**Goal of the exercise:** What is the number of lines in the listing below that contain the string "AuthenticationFailed"? Give that number only.

··· The data

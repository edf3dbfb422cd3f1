use crate::error::*;
use tracing::error;

/// Longest error message carried into a failure record.
pub const MAX_FAILURE_MESSAGE_CHARS: usize = 200;

pub trait ErrorExt {
    fn log_error(&self) -> &Self;
    fn error_code(&self) -> String;

    /// First line of the display message, cut to [`MAX_FAILURE_MESSAGE_CHARS`].
    fn short_message(&self) -> String;

    /// `"<ERROR_CODE>: <short message>"`, the reason recorded for a failed post.
    fn failure_reason(&self) -> String {
        format!("{}: {}", self.error_code(), self.short_message())
    }
}

fn first_line_truncated(message: &str) -> String {
    message
        .lines()
        .next()
        .unwrap_or_default()
        .chars()
        .take(MAX_FAILURE_MESSAGE_CHARS)
        .collect()
}

impl ErrorExt for CoreError {
    fn log_error(&self) -> &Self {
        error!("CoreError: {}", self);
        match self {
            CoreError::RedditApi(e) => {
                error!("Reddit API error details: {:?}", e);
            }
            CoreError::Database(e) => {
                error!("Database error details: {:?}", e);
            }
            CoreError::Llm(e) => {
                error!("LLM error details: {:?}", e);
            }
            CoreError::Storage(e) => {
                error!("Storage error details: {:?}", e);
            }
            CoreError::Config(e) => {
                error!("Configuration error details: {:?}", e);
            }
            CoreError::Credentials(e) => {
                error!("Credentials error details: {:?}", e);
            }
            _ => {}
        }
        self
    }

    fn error_code(&self) -> String {
        match self {
            CoreError::RedditApi(_) => "REDDIT_API".to_string(),
            CoreError::Database(_) => "DATABASE".to_string(),
            CoreError::Llm(_) => "LLM".to_string(),
            CoreError::Storage(_) => "STORAGE".to_string(),
            CoreError::Config(_) => "CONFIG".to_string(),
            CoreError::Credentials(_) => "CREDENTIALS".to_string(),
            CoreError::Io(_) => "IO".to_string(),
            CoreError::Network(_) => "NETWORK".to_string(),
        }
    }

    fn short_message(&self) -> String {
        first_line_truncated(&self.to_string())
    }
}

impl ErrorExt for RedditApiError {
    fn log_error(&self) -> &Self {
        error!("RedditApiError: {}", self);
        self
    }

    fn error_code(&self) -> String {
        match self {
            RedditApiError::AuthenticationFailed { .. } => "REDDIT_AUTH_FAILED".to_string(),
            RedditApiError::RateLimitExceeded { .. } => "REDDIT_RATE_LIMIT".to_string(),
            RedditApiError::Forbidden { .. } => "REDDIT_FORBIDDEN".to_string(),
            RedditApiError::SubredditNotFound { .. } => "REDDIT_SUBREDDIT_NOT_FOUND".to_string(),
            RedditApiError::PostNotFound { .. } => "REDDIT_POST_NOT_FOUND".to_string(),
            RedditApiError::InvalidToken => "REDDIT_INVALID_TOKEN".to_string(),
            RedditApiError::RequestTimeout => "REDDIT_TIMEOUT".to_string(),
            RedditApiError::InvalidResponse { .. } => "REDDIT_INVALID_RESPONSE".to_string(),
            RedditApiError::ServerError { .. } => "REDDIT_SERVER_ERROR".to_string(),
        }
    }

    fn short_message(&self) -> String {
        first_line_truncated(&self.to_string())
    }
}

impl ErrorExt for LlmError {
    fn log_error(&self) -> &Self {
        error!("LlmError: {}", self);
        self
    }

    fn error_code(&self) -> String {
        match self {
            LlmError::AuthenticationFailed { .. } => "LLM_AUTH_FAILED".to_string(),
            LlmError::RateLimitExceeded { .. } => "LLM_RATE_LIMIT".to_string(),
            LlmError::ModelNotAvailable { .. } => "LLM_MODEL_NOT_AVAILABLE".to_string(),
            LlmError::InvalidPrompt { .. } => "LLM_INVALID_PROMPT".to_string(),
            LlmError::ServiceUnavailable { .. } => "LLM_SERVICE_UNAVAILABLE".to_string(),
            LlmError::RequestTimeout { .. } => "LLM_TIMEOUT".to_string(),
            LlmError::InvalidResponseFormat { .. } => "LLM_INVALID_RESPONSE".to_string(),
            LlmError::RequestFailed { .. } => "LLM_REQUEST_FAILED".to_string(),
        }
    }

    fn short_message(&self) -> String {
        first_line_truncated(&self.to_string())
    }
}

impl ErrorExt for ConfigError {
    fn log_error(&self) -> &Self {
        error!("ConfigError: {}", self);
        self
    }

    fn error_code(&self) -> String {
        match self {
            ConfigError::FileNotFound { .. } => "CONFIG_FILE_NOT_FOUND".to_string(),
            ConfigError::MissingField { .. } => "CONFIG_MISSING_FIELD".to_string(),
            ConfigError::InvalidValue { .. } => "CONFIG_INVALID_VALUE".to_string(),
            ConfigError::ValidationFailed { .. } => "CONFIG_VALIDATION_FAILED".to_string(),
            ConfigError::Parse(_) => "CONFIG_PARSE_ERROR".to_string(),
        }
    }

    fn short_message(&self) -> String {
        first_line_truncated(&self.to_string())
    }
}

······

**Solved exercise:** 2